Typically to add a new UML2 element to the activity diagram I'm having
to modify the MetaTypes interface and add to its MDR/EUML
implementations things like getControlFlow() and
getCallBehaviourAction() etc. This is needed as that value is recorded
in the diagram tools action and passed to the UML factory to create
the correct element.

I'm also having to add recognisers to Facade for isControlFlow() etc
so that the diagram can check what type of element has just been
created and decide on the correct Fig.

The following is the alternative I'm considering

Introduce a MetaType interface, implementations of which would be a
wrapper around the MDR or EUML class that represents the meta type in
very much the same way that I have previous suggested wrappers around
model elements.

We can get a specific MetaType like this -
    Model.getMetaType("CallBehaviourAction");
    Model.getMetaType("Class");

This means we have a concrete object with specific methods to operate
on for a meta type rather than just using Object as we do at the
moment and relying on some utility method in another class to do the
operations on it.

The MetaType interface would have methods like the following on that
object rather than having to pass some dumb object to a utility method

String getName() - return the identifying name for this metatype (eg,
"Class", "Interface", "CallBehaviorAction")
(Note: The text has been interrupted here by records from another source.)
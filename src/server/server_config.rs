use std::{fs, path::Path, net::SocketAddr};
use serde::{Serialize, Deserialize};

use anyhow::Context;

use crate::core::{account::demo_accounts, AccountSeed};

#[derive(Debug, Clone, PartialEq, Serialize, Deserialize)]
#[serde(default)]
pub struct BindConfig {
    pub host: String,
    pub port: u16,
}

impl Default for BindConfig {
    fn default() -> Self {
        BindConfig { host: "0.0.0.0".to_owned(), port: 8000 }
    }
}

#[derive(Debug, Clone, PartialEq, Serialize, Deserialize)]
#[serde(default)]
pub struct CorsConfig {
    /// Allow any origin, method and header, credentials included.
    pub permissive: bool,
}

impl Default for CorsConfig {
    fn default() -> Self {
        CorsConfig { permissive: true }
    }
}

#[derive(Debug, Clone, PartialEq, Serialize, Deserialize)]
#[serde(default)]
pub struct AppConfig {
    pub bind: BindConfig,
    pub cors: CorsConfig,
    /// Accounts the ledger is seeded with at startup.
    pub accounts: Vec<AccountSeed>,
}

impl Default for AppConfig {
    fn default() -> Self {
        AppConfig {
            bind: BindConfig::default(),
            cors: CorsConfig::default(),
            accounts: demo_accounts(),
        }
    }
}

impl AppConfig {
    pub fn read(filepath: impl AsRef<Path>) -> anyhow::Result<Self> {
        let filepath = filepath.as_ref();
        let file_content = fs::read_to_string(filepath)
            .with_context(|| format!("failed to read config file {}", filepath.display()))?;
        Self::parse(&file_content)
    }

    pub fn parse(content: &str) -> anyhow::Result<Self> {
        let config = toml::from_str(content)
            .with_context(|| "failed to parse config file")?;
        return Ok(config);
    }

    pub fn socket_addr(&self) -> anyhow::Result<SocketAddr> {
        let addr = format!("{}:{}", self.bind.host, self.bind.port);
        addr.parse()
            .with_context(|| format!("invalid bind address {}", addr))
    }
}


#[cfg(test)]
mod tests {
    use super::AppConfig;
    use crate::core::AccountSeed;

    use rstest::rstest;

    #[rstest]
    fn empty_file_gives_defaults() {
        let config = AppConfig::parse("").unwrap();
        assert_eq!(config, AppConfig::default());
        assert_eq!(config.socket_addr().unwrap().to_string(), "0.0.0.0:8000");
        assert!(config.cors.permissive);
        assert_eq!(config.accounts.len(), 3);
    }

    #[rstest]
    fn full_file() {
        let config = AppConfig::parse(r#"
            [bind]
            host = "127.0.0.1"
            port = 9001

            [cors]
            permissive = false

            [[accounts]]
            username = "Bilbo"
            pin = "0000"
            balance = 12.5
        "#).unwrap();

        assert_eq!(config.socket_addr().unwrap().to_string(), "127.0.0.1:9001");
        assert!(!config.cors.permissive);
        assert_eq!(config.accounts, vec![AccountSeed::new("Bilbo", "0000", 12.5)]);
    }

    #[rstest]
    fn partial_bind_section_keeps_default_host() {
        let config = AppConfig::parse("[bind]\nport = 8080\n").unwrap();
        assert_eq!(config.bind.host, "0.0.0.0");
        assert_eq!(config.bind.port, 8080);
    }

    #[rstest]
    #[case("[bind]\nport = \"eighty\"\n")]
    #[case("accounts = 3")]
    fn malformed_file_is_an_error(#[case] content: &str) {
        assert!(AppConfig::parse(content).is_err());
    }

    #[rstest]
    fn bad_host_is_an_error() {
        let mut config = AppConfig::default();
        config.bind.host = "not a host".to_owned();
        assert!(config.socket_addr().is_err());
    }

    #[rstest]
    fn missing_file_is_an_error() {
        assert!(AppConfig::read("/nonexistent/minibank.toml").is_err());
    }

    #[rstest]
    fn shipped_config_matches_defaults() {
        let config = AppConfig::read(concat!(env!("CARGO_MANIFEST_DIR"), "/resources/server.toml")).unwrap();
        assert_eq!(config, AppConfig::default());
    }
}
String getLabel() - return an i18n label for this metatype

Icon getIcon() - return an icon that represents this metatype

Class getNativeClass() - return the actual EUML or MDR class that is
wrapped inside this object (package scope only we don't want this used
outside the model implementation)

boolean instanceOf(String type) - allow us to test what type of meta
type this is (could test for concrete such as "Class" or "Interface"
but also abstract types like "Classifier" etc)

boolean instanceOf(MetaType type) - As above but for another MetaType
rather than a string identifier.

boolean create(Object owningElement) - create a new element instance
of this metatype owned by the given element.

boolean create(Object element1, Object  element1) - create a new
element instance of this metatype as a relationship joining element1
and element2

boolean create(Object[] elements) - create a new element instance of
this metatype as a relationship joining multiple elements



With the above done I could have a toolbar Action that just takes a
MetaType name as a constructor argument. That action can be reused for
all tools, it will just call the factory of the MetaType to create the
element when required. There is no need to change the model interface
when a new metatype is added.

The GUI becomes simple and reusable.

The model interface become more stable.

We start the process where we are replacing at least some dumb Objects
that have to call some utility method for functionality with concrete
objects with methods of their own.

The compile time safety lost due to using String literals to identify
meta types is unfortunate but we really have no compile time safety
anyway. What use is the supposed compile time safety of
Model.getFacade().getAttributes(myObject) if it possible for that
method to throw an exception because it wasn't passed the correct
object type.

I'd like to get this wiki-ed. Are there any thoughts from others before I do so.

The model implementation is going to take a severe bashing anyway to
get to UML2. Is there any object from anyone if I was to implement
some of this sooner rather than later.